Date of Completion

10-31-2020

Embargo Period

10-29-2020

Keywords

evidentiality, focus, discourse, tense, mirativity, semantics, syntax, Southern Aymara, Spanish

Major Advisor

Jon Gajewski

Associate Advisor

Željko Bošković

Associate Advisor

Magdalena Kaufmann

Associate Advisor

Stefan Kaufmann

Field of Study

Linguistics

Degree

Doctor of Philosophy

Open Access

Open Access

Abstract

This dissertation addresses a number of phenomena in the semantics and syntax-semantics of evidentiality focusing on Southern Aymara within a cross-linguistic perspective. Traditionally, the literature has identified three evidentials in this language: the direct evidential enclitic =wa, the indirect evidential suffix -tay, and the reportative evidential free morpheme siwa. This dissertation concentrates on four issues in connection to these markers. The first issue I address is the association of evidentiality and focus in the same marker, namely, the direct evidential =wa.

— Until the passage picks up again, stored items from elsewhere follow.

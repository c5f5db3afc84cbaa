//! Time-interval collections.
//!
//! Three container disciplines, one per record family:
//!
//! - [`NonOverlappingIntervals`] — basal and extended-bolus segments. A later
//!   segment whose start falls inside an earlier one clips the earlier
//!   segment's end; non-overlap is the invariant the insertion policy
//!   maintains, not an input guarantee.
//! - [`OverlappingIntervals`] — temporary targets. Storage keeps overlaps;
//!   point queries resolve to the most recently started covering interval.
//! - [`ProfileIntervals`] — profile switches. A switch applies until
//!   superseded, so point queries take the latest record at or before `t`
//!   with no upper range check.

use chrono::{DateTime, Duration, Utc};

// ─── Interval traits ─────────────────────────────────────────────────────────

/// A time-ranged record.
pub trait Interval {
  fn start(&self) -> DateTime<Utc>;

  /// `None` means open-ended — the record is still running.
  fn duration(&self) -> Option<Duration>;

  fn end(&self) -> DateTime<Utc> {
    match self.duration() {
      Some(d) => self.start() + d,
      None => DateTime::<Utc>::MAX_UTC,
    }
  }

  /// `[start, end)` containment.
  fn contains(&self, time: DateTime<Utc>) -> bool {
    self.start() <= time && time < self.end()
  }
}

/// A pure truncation transform: returns a copy ending at `end`, never
/// mutating the receiver.
pub trait ClipTo: Interval + Sized {
  fn clipped_to(&self, end: DateTime<Utc>) -> Self;
}

// ─── Non-overlapping set ─────────────────────────────────────────────────────

#[derive(Debug, Clone, Default)]
pub struct NonOverlappingIntervals<T> {
  entries: Vec<T>,
}

impl<T: Interval + ClipTo> NonOverlappingIntervals<T> {
  pub fn new() -> Self {
    Self {
      entries: Vec::new(),
    }
  }

  pub fn reset(&mut self) -> &mut Self {
    self.entries.clear();
    self
  }

  /// Insert a batch, then re-establish non-overlap: wherever a segment's
  /// range runs into its successor's start, the segment is replaced by a
  /// clipped copy ending at that start (last write wins on overlap).
  pub fn add(&mut self, batch: impl IntoIterator<Item = T>) -> &mut Self {
    self.entries.extend(batch);
    self.entries.sort_by_key(Interval::start);
    for i in 0..self.entries.len().saturating_sub(1) {
      let next_start = self.entries[i + 1].start();
      if self.entries[i].end() > next_start {
        self.entries[i] = self.entries[i].clipped_to(next_start);
      }
    }
    debug_assert!(
      self.is_non_overlapping(),
      "overlap survived merge — caller inserted out-of-order duplicates"
    );
    self
  }

  /// The segment whose `[start, end)` range contains `time`. With adjacent
  /// segments the boundary belongs to the later one.
  pub fn value_at(&self, time: DateTime<Utc>) -> Option<&T> {
    self.entries.iter().find(|e| e.contains(time))
  }

  pub fn iter(&self) -> impl Iterator<Item = &T> { self.entries.iter() }

  pub fn len(&self) -> usize { self.entries.len() }

  pub fn is_empty(&self) -> bool { self.entries.is_empty() }

  pub fn first(&self) -> Option<&T> { self.entries.first() }

  fn is_non_overlapping(&self) -> bool {
    self
      .entries
      .windows(2)
      .all(|w| w[0].end() <= w[1].start())
  }
}

// ─── Overlapping set ─────────────────────────────────────────────────────────

#[derive(Debug, Clone, Default)]
pub struct OverlappingIntervals<T> {
  entries: Vec<T>,
}

impl<T: Interval> OverlappingIntervals<T> {
  pub fn new() -> Self {
    Self {
      entries: Vec::new(),
    }
  }

  pub fn reset(&mut self) -> &mut Self {
    self.entries.clear();
    self
  }

  pub fn add(&mut self, batch: impl IntoIterator<Item = T>) -> &mut Self {
    self.entries.extend(batch);
    // Stable: equal starts keep insertion order, so the rev() scan below
    // resolves ties to the most recently inserted.
    self.entries.sort_by_key(Interval::start);
    self
  }

  /// The most recently started interval covering `time`.
  pub fn value_at(&self, time: DateTime<Utc>) -> Option<&T> {
    self.entries.iter().rev().find(|e| e.contains(time))
  }

  pub fn iter(&self) -> impl Iterator<Item = &T> { self.entries.iter() }

  pub fn len(&self) -> usize { self.entries.len() }

  pub fn is_empty(&self) -> bool { self.entries.is_empty() }
}

// ─── Profile set ─────────────────────────────────────────────────────────────

#[derive(Debug, Clone, Default)]
pub struct ProfileIntervals<T> {
  entries: Vec<T>,
}

impl<T: Interval> ProfileIntervals<T> {
  pub fn new() -> Self {
    Self {
      entries: Vec::new(),
    }
  }

  pub fn reset(&mut self) -> &mut Self {
    self.entries.clear();
    self
  }

  pub fn add(&mut self, batch: impl IntoIterator<Item = T>) -> &mut Self {
    self.entries.extend(batch);
    self.entries.sort_by_key(Interval::start);
    self
  }

  /// The record with the greatest effective time ≤ `time`. Records apply
  /// until superseded, so there is no upper range check.
  pub fn value_to(&self, time: DateTime<Utc>) -> Option<&T> {
    self.entries.iter().rev().find(|e| e.start() <= time)
  }

  pub fn iter(&self) -> impl Iterator<Item = &T> { self.entries.iter() }

  pub fn len(&self) -> usize { self.entries.len() }

  pub fn is_empty(&self) -> bool { self.entries.is_empty() }
}

// ─── Duration serde helpers ──────────────────────────────────────────────────

/// Serialize a `chrono::Duration` as whole minutes.
pub mod serde_duration_minutes {
  use chrono::Duration;
  use serde::{Deserialize, Deserializer, Serializer};

  pub fn serialize<S: Serializer>(
    d: &Duration,
    ser: S,
  ) -> Result<S::Ok, S::Error> {
    ser.serialize_i64(d.num_minutes())
  }

  pub fn deserialize<'de, D: Deserializer<'de>>(
    de: D,
  ) -> Result<Duration, D::Error> {
    i64::deserialize(de).map(Duration::minutes)
  }
}

/// Serialize an `Option<chrono::Duration>` as whole minutes or null.
pub mod serde_opt_duration_minutes {
  use chrono::Duration;
  use serde::{Deserialize, Deserializer, Serializer};

  pub fn serialize<S: Serializer>(
    d: &Option<Duration>,
    ser: S,
  ) -> Result<S::Ok, S::Error> {
    match d {
      Some(d) => ser.serialize_some(&d.num_minutes()),
      None => ser.serialize_none(),
    }
  }

  pub fn deserialize<'de, D: Deserializer<'de>>(
    de: D,
  ) -> Result<Option<Duration>, D::Error> {
    Ok(Option::<i64>::deserialize(de)?.map(Duration::minutes))
  }
}

// ─── Tests ───────────────────────────────────────────────────────────────────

This is a topic that has been previously acknowledged (Muysken 1995; Faller 2002), but has remained unaccounted for. More generally, =wa is likened to focus particles, such as English even, in an approach that makes explicit how an evidential meaning fits with a focus meaning. Then I analyze the discourse contrasts in sentences involving direct evidentiality. By showing that there is a contrast between sentences with and without =wa, I make the novel observation that sentences with and without =wa differ with regard to who is held responsible for the evidence that is available, and discuss the consequences of this contrast, which is tied to, e.g., storytelling. I also discuss indirect evidentiality and mirativity. Adopting a comparative approach contrasting Quechua and Southern Aymara, two Andean languages that are typologically nearly identical, I discuss different analyses that account for indirect evidentiality and argue that an analysis that introduces a learning time (i.e., a time at which the speaker acquires relevant evidence) is more appropriate. I extend the analysis to account for cases involving mirativity. Finally, I focus on clauses with more than one evidential in Aymara. I provide an analysis that involves syntactic and semantic considerations that make explicit under what conditions evidentials can co-occur, making explicit how different evidential meanings can be combined in a single clause, and extend the analysis to other languages for which this phenomenon has been reported.